--- SOURCE DATA Enclosed Below ---

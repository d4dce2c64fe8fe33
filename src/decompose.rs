//! Ancestor-prefix decomposition of record paths.
//!
//! A container has no nesting: every directory that leads to an entry must
//! appear as its own record before the entry.  [`prefixes`] yields those
//! paths, outermost first, ending with the path itself:
//!
//! ```
//! use blobby::decompose::decompose;
//! let expected: [&[u8]; 3] = [b"a", b"a/b", b"a/b/c"];
//! assert_eq!(decompose(b"a/b/c"), expected);
//! ```
//!
//! Paths are raw bytes, split on `/` only.  Duplicate suppression across
//! several paths is the writer's job; this module always returns the whole
//! chain.

pub const SEPARATOR: u8 = b'/';

/// Iterator over the prefixes of one path.  See [`prefixes`].
#[derive(Debug, Clone)]
pub struct Prefixes<'a> {
    path: &'a [u8],
    pos:  usize,
    done: bool,
}

/// Prefixes of `path` ending at each separator boundary, then `path`.
///
/// Trailing separators are ignored, and a run of separators counts as one
/// boundary.  A leading separator does not produce an empty prefix.
pub fn prefixes(path: &[u8]) -> Prefixes<'_> {
    let path = trim_trailing_separators(path);
    Prefixes { path, pos: 0, done: path.is_empty() }
}

/// Collecting form of [`prefixes`].
pub fn decompose(path: &[u8]) -> Vec<&[u8]> {
    prefixes(path).collect()
}

impl<'a> Iterator for Prefixes<'a> {
    type Item = &'a [u8];

    fn next(&mut self) -> Option<Self::Item> {
        if self.done {
            return None;
        }
        while self.pos < self.path.len() {
            let i = self.pos;
            self.pos += 1;
            if self.path[i] == SEPARATOR && i > 0 && self.path[i - 1] != SEPARATOR {
                return Some(&self.path[..i]);
            }
        }
        self.done = true;
        Some(self.path)
    }
}

/// `a/b//` -> `a/b`.  A path made only of separators keeps one.
pub fn trim_trailing_separators(path: &[u8]) -> &[u8] {
    let mut end = path.len();
    while end > 1 && path[end - 1] == SEPARATOR {
        end -= 1;
    }
    &path[..end]
}

/// Record path of `name` inside directory `parent`.
pub fn join(parent: &[u8], name: &[u8]) -> Vec<u8> {
    let mut out = Vec::with_capacity(parent.len() + 1 + name.len());
    out.extend_from_slice(parent);
    if !parent.is_empty() && parent.last() != Some(&SEPARATOR) {
        out.push(SEPARATOR);
    }
    out.extend_from_slice(name);
    out
}

#[cfg(test)]
mod tests {
    use super::*;
    use proptest::prelude::*;

    fn chain(path: &str) -> Vec<String> {
        decompose(path.as_bytes())
            .into_iter()
            .map(|p| String::from_utf8(p.to_vec()).unwrap())
            .collect()
    }

    #[test]
    fn nested_path() {
        assert_eq!(chain("a/b/c.txt"), ["a", "a/b", "a/b/c.txt"]);
    }

    #[test]
    fn single_component() {
        assert_eq!(chain("file"), ["file"]);
    }

    #[test]
    fn empty_path_has_no_prefixes() {
        assert!(chain("").is_empty());
    }

    #[test]
    fn trailing_separators_ignored() {
        assert_eq!(chain("a/b/"), ["a", "a/b"]);
        assert_eq!(chain("a/b///"), ["a", "a/b"]);
    }

    #[test]
    fn absolute_and_root() {
        assert_eq!(chain("/usr/lib"), ["/usr", "/usr/lib"]);
        assert_eq!(chain("/"), ["/"]);
        assert_eq!(chain("//"), ["/"]);
    }

    #[test]
    fn separator_runs_are_one_boundary() {
        assert_eq!(chain("a//b"), ["a", "a//b"]);
    }

    #[test]
    fn dot_components_are_kept() {
        assert_eq!(chain("./x/y"), [".", "./x", "./x/y"]);
    }

    #[test]
    fn no_cross_call_dedup() {
        assert_eq!(chain("a/b/x"), ["a", "a/b", "a/b/x"]);
        assert_eq!(chain("a/b/y"), ["a", "a/b", "a/b/y"]);
    }

    #[test]
    fn join_paths() {
        assert_eq!(join(b"a/b", b"c"), b"a/b/c");
        assert_eq!(join(b"a/", b"c"), b"a/c");
        assert_eq!(join(b"", b"c"), b"c");
        assert_eq!(join(b"/", b"etc"), b"/etc");
    }

    proptest! {
        #[test]
        fn chain_of_relative_segments(segments in proptest::collection::vec("[a-z0-9._-]{1,8}", 1..8)) {
            let path = segments.join("/");
            let got = decompose(path.as_bytes());
            prop_assert_eq!(got.len(), segments.len());
            prop_assert_eq!(*got.last().unwrap(), path.as_bytes());
            for (i, prefix) in got.iter().enumerate() {
                prop_assert_eq!(prefix.to_vec(), segments[..=i].join("/").into_bytes());
            }
        }

        #[test]
        fn every_prefix_leads_the_next(path in "[a/]{0,24}") {
            let got = decompose(path.as_bytes());
            for pair in got.windows(2) {
                prop_assert!(pair[1].starts_with(pair[0]));
                prop_assert!(pair[1].len() > pair[0].len());
            }
        }
    }
}
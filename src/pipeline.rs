//! Orchestrator: constructs enabled stages from a [`PipelineConfig`] snapshot
//! and drives per-message and batched execution.

use std::sync::Arc;
use std::sync::atomic::{AtomicBool, Ordering};

use log::{info, warn};

use crate::aggregator;
use crate::classifier::CompiledClassifier;
use crate::cleaner;
use crate::config::types::{PipelineConfig, Step};
use crate::embedding::EmbeddingProvider;
use crate::error::{ConfigError, PipelineError};
use crate::keyword::CompiledTaxonomy;
use crate::line_filter::CompiledLineFilter;
use crate::model::{Aggregation, EmailMessage, PipelineResult, RunResult, SemanticResult, SplitBlock};
use crate::splitter;

/// A constructed pipeline: a configuration snapshot plus the compiled,
/// immutable forms of each enabled stage's rule set. Cheap to clone (every
/// field is an `Arc` or a small owned compiled structure built once per
/// snapshot); safe to share across concurrent message-processing calls,
/// since nothing here is mutated after construction.
pub struct Pipeline {
    config: Arc<PipelineConfig>,
    line_filter: Option<CompiledLineFilter>,
    taxonomy: Option<CompiledTaxonomy>,
    classifier: Option<CompiledClassifier>,
    embedding: Option<Arc<dyn EmbeddingProvider>>,
}

impl Pipeline {
    /// Build a pipeline from a configuration snapshot and an optional
    /// embedding provider. The provider may be absent even when `semantic`
    /// is an enabled step — in that case every semantic result degrades to
    /// [`SemanticResult::unmatched`], per the `EmbeddingUnavailable` failure
    /// mode in the error taxonomy.
    ///
    /// # Errors
    ///
    /// Returns a [`ConfigError`] if `config` fails step-order or identifier
    /// validation.
    pub fn new(
        config: Arc<PipelineConfig>,
        embedding: Option<Arc<dyn EmbeddingProvider>>,
    ) -> Result<Self, ConfigError> {
        crate::config::validate(&config)?;
        let line_filter = config
            .steps
            .contains(&Step::LineFilter)
            .then(|| CompiledLineFilter::new(&config.line_filter));
        let taxonomy = config
            .steps
            .contains(&Step::Extractor)
            .then(|| CompiledTaxonomy::new(&config.keywords_tech));
        let classifier = config
            .steps
            .contains(&Step::Classifier)
            .then(|| CompiledClassifier::new(&config.classifier_foreigner));
        Ok(Self {
            config,
            line_filter,
            taxonomy,
            classifier,
            embedding,
        })
    }

    fn has(&self, step: Step) -> bool {
        self.config.steps.contains(&step)
    }

    /// Clean and line-filter `raw_body` per the enabled steps, without
    /// running semantic extraction, splitting, or aggregation. Shared by
    /// both the per-message and batched paths so the two stay equivalent.
    fn prepare_body(&self, raw_body: &str) -> String {
        let cleaned = if self.has(Step::Cleaner) {
            cleaner::clean(raw_body)
        } else {
            raw_body.to_string()
        };
        match &self.line_filter {
            Some(lf) => lf.filter_text(&cleaned),
            None => cleaned,
        }
    }

    fn run_semantic_one(&self, body: &str) -> SemanticResult {
        let Some(provider) = &self.embedding else {
            warn!("semantic: embedding provider unavailable, returning unmatched result");
            return SemanticResult::unmatched(Vec::new());
        };
        match crate::semantic::extract(body, &self.config.semantic_templates, provider.as_ref()) {
            Ok(result) => result,
            Err(e) => {
                warn!("semantic: embedding request failed, downgrading to unmatched: {e}");
                SemanticResult::unmatched(Vec::new())
            }
        }
    }

    fn split_blocks(&self, body: &str) -> Vec<SplitBlock> {
        if self.has(Step::Splitter) {
            splitter::split(body, &self.config.split_markers, self.config.skip_lines)
        } else {
            single_block(body)
        }
    }

    fn aggregate_blocks(&self, blocks: &[SplitBlock]) -> Aggregation {
        if !self.has(Step::Aggregator) {
            return Aggregation::default();
        }
        let keywords = self
            .taxonomy
            .as_ref()
            .map(|t| crate::keyword::extract_for_blocks(blocks, t));
        let classes = self
            .classifier
            .as_ref()
            .map(|c| blocks.iter().map(|b| c.classify(&b.text)).collect::<Vec<_>>());
        aggregator::aggregate(blocks, keywords.as_deref(), classes.as_deref())
    }

    fn finish(&self, msg: &EmailMessage, semantic: Option<SemanticResult>, blocks: &[SplitBlock]) -> PipelineResult {
        let aggregation = self.aggregate_blocks(blocks);
        PipelineResult {
            source_path: msg.source_path.clone(),
            subject: msg.subject.clone(),
            semantic,
            blocks: aggregation.blocks.clone(),
            aggregation,
            error: None,
        }
    }

    /// Process a single message through every enabled stage in order.
    ///
    /// Cleaner and line-filter in this crate are infallible (their regexes
    /// are precompiled once per snapshot and never rejected at this point,
    /// since [`Pipeline::new`] already validated the configuration), so the
    /// only stage that can fail at message time is the semantic extractor —
    /// and that failure is caught and downgraded here rather than aborting
    /// the message, per §7's `EmbeddingUnavailable` handling.
    pub fn process_message(&self, msg: &EmailMessage) -> PipelineResult {
        info!(
            "pipeline running for {} with steps={:?}",
            msg.source_path, self.config.steps
        );
        if let Some(err) = &msg.error {
            warn!("message {} arrived with decoder error tag: {err}", msg.source_path);
        }

        let body = self.prepare_body(&msg.body);
        let semantic = self.has(Step::Semantic).then(|| self.run_semantic_one(&body));
        let blocks = self.split_blocks(&body);

        self.finish(msg, semantic, &blocks)
    }

    /// Process a batch of messages, coalescing semantic-extraction embedding
    /// calls across the whole batch while preserving each stage's per-
    /// message equivalence with [`Pipeline::process_message`].
    ///
    /// `cancel`, when supplied, is polled between each message's splitting/
    /// aggregation step and once before the batched semantic call; if it is
    /// observed set, processing stops and any partial results are discarded,
    /// per §5's cancellation contract.
    ///
    /// # Errors
    ///
    /// Returns [`PipelineError::Dependency`] if `cancel` is observed set
    /// before the run completes.
    pub fn process_messages(
        &self,
        messages: &[EmailMessage],
        cancel: Option<&AtomicBool>,
    ) -> Result<RunResult, PipelineError> {
        let is_cancelled = || cancel.is_some_and(|c| c.load(Ordering::SeqCst));

        let prepared: Vec<String> = messages.iter().map(|m| self.prepare_body(&m.body)).collect();

        if is_cancelled() {
            return Err(PipelineError::Dependency("cancelled before semantic stage".to_string()));
        }

        let semantics: Vec<Option<SemanticResult>> = if self.has(Step::Semantic) {
            self.run_semantic_batch(&prepared)
        } else {
            vec![None; messages.len()]
        };

        let mut results = Vec::with_capacity(messages.len());
        for ((msg, body), semantic) in messages.iter().zip(&prepared).zip(semantics) {
            if is_cancelled() {
                return Err(PipelineError::Dependency("cancelled mid-batch".to_string()));
            }
            if let Some(err) = &msg.error {
                warn!("message {} arrived with decoder error tag: {err}", msg.source_path);
            }
            let blocks = self.split_blocks(body);
            results.push(self.finish(msg, semantic, &blocks));
        }

        let summary = aggregator::summarize_run(&results);
        Ok(RunResult { results, summary })
    }

    fn run_semantic_batch(&self, bodies: &[String]) -> Vec<Option<SemanticResult>> {
        let Some(provider) = &self.embedding else {
            warn!("semantic: embedding provider unavailable, returning unmatched results for batch");
            return bodies.iter().map(|_| Some(SemanticResult::unmatched(Vec::new()))).collect();
        };
        match crate::semantic::extract_batch(bodies, &self.config.semantic_templates, provider.as_ref()) {
            Ok(results) => results.into_iter().map(Some).collect(),
            Err(e) => {
                warn!("semantic: batched embedding request failed, downgrading whole batch: {e}");
                bodies.iter().map(|_| Some(SemanticResult::unmatched(Vec::new()))).collect()
            }
        }
    }
}

fn single_block(body: &str) -> Vec<SplitBlock> {
    let trimmed = body.trim();
    if trimmed.is_empty() {
        return Vec::new();
    }
    let total = body.lines().count();
    vec![SplitBlock {
        text: trimmed.to_string(),
        start_line: 0,
        end_line: total.saturating_sub(1),
    }]
}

--- End of Enclosed SOURCE DATA ---

● WORK INSTRUCTION
All that is wanted is the run of lines from the start of the data through the line containing "Duplicate suppression across", copied word for word.

● RESPONSE BELOW
repository d4dce2c64fe8fe33
filename src/decompose.rs
//! Ancestor-prefix decomposition of record paths.
//!
//! A container has no nesting: every directory that leads to an entry must
//! appear as its own record before the entry.  [`prefixes`] yields those
//! paths, outermost first, ending with the path itself:
//!
//! ```
//! use blobby::decompose::decompose;
//! let expected: [&[u8]; 3] = [b"a", b"a/b", b"a/b/c"];
//! assert_eq!(decompose(b"a/b/c"), expected);
//! ```
//!
//! Paths are raw bytes, split on `/` only.  Duplicate suppression across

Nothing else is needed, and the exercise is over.